Enviable Virility. Balanchine avoids the big storytelling ballets, such as Sleeping Beauty and Giselle, to concentrate on musical values: "I think that dancing to music is entertaining alone," he says. Parisians greeted New York dancing as "le style Frigidaire," but Balanchine's ballets are now being performed frequently by more than a dozen major companies. With 110 ballets to his credit since he left Russia—including such masterpieces as Serenade, Agon, Apollo, The Four Temperaments, Concerto Barocco and Symphony in C—he has no rival as a choreographer, but it is his special genius to convey his thoughts to his dancers. He is, they say, the world's greatest teacher.

Balanchine occupies an incredibly large place in the life of each of his 66 dancers. Even the 16-year-olds in the corps de ballet speak of him as if he were Yahweh. The entire ballet is on call from ten to twelve hours a day, six days a week, and the pace gives no one time to think of anything beyond living up to Balanchine's artistic wishes.

The master does little talking, even when teaching a new dance. "Now we shall work with arms," he will say, helpfully turning his own into overcooked asparagus.
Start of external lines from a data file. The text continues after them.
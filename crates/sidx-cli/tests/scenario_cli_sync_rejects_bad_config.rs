use assert_cmd::prelude::*;
use predicates::prelude::*;
use std::fs;
use std::process::Command;

fn sidx() -> anyhow::Result<Command> {
    let mut cmd = Command::cargo_bin("sidx")?;
    cmd.env_remove("SIDX_DATABASE_URL");
    Ok(cmd)
}

#[test]
fn cli_sync_rejects_empty_allow_list() -> anyhow::Result<()> {
    let dir = tempfile::tempdir()?;
    let cfg = dir.path().join("sync.yaml");
    fs::write(&cfg, "sources:\n  et:\n    source: /srv/rules\n    files: []\n")?;

    sidx()?
        .args(["sync", "--config"])
        .arg(&cfg)
        .assert()
        .failure()
        .stderr(predicate::str::contains("CONFIG_INVALID_SOURCE"));
    Ok(())
}

#[test]
fn cli_sync_strict_config_rejects_typo() -> anyhow::Result<()> {
    let dir = tempfile::tempdir()?;
    let cfg = dir.path().join("sync.yaml");
    fs::write(
        &cfg,
        "sources:\n  et:\n    source: /srv/rules\n    files: [a.rules]\n    fils: [b.rules]\n",
    )?;

    sidx()?
        .args(["sync", "--strict-config", "--config"])
        .arg(&cfg)
        .assert()
        .failure()
        .stderr(predicate::str::contains("CONFIG_UNUSED_KEYS"))
        .stderr(predicate::str::contains("/sources/et/fils/0"));
    Ok(())
}

#[test]
fn cli_sync_requires_database_url() -> anyhow::Result<()> {
    let dir = tempfile::tempdir()?;
    let cfg = dir.path().join("sync.yaml");
    fs::write(&cfg, "sources:\n  et:\n    source: /srv/rules\n    files: [a.rules]\n")?;

    sidx()?
        .args(["sync", "--dry-run", "--config"])
        .arg(&cfg)
        .assert()
        .failure()
        .stderr(predicate::str::contains("missing env var SIDX_DATABASE_URL"));
    Ok(())
}

#[test]
fn cli_sync_requires_config() -> anyhow::Result<()> {
    sidx()?.arg("sync").assert().failure();
    Ok(())
}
The dancers copy. "Isn't it selfish of you," he will ask, "to expect 3,000 people to sit and watch you lift your leg if you're not going to do it beautifully?"

Many of the dancers quite seriously believe that leaving Balanchine's company would be as disastrously stupid as skipping Mozart's piano classes in Vienna, and every dancer states the same ambition: "First to be in the corps, then a soloist, then a principal." The resuit of such spirit is a company amazingly deep in great dancers; the merest member of the corps, Balanchine insists, could have been a prima ballerina in imperial Russia.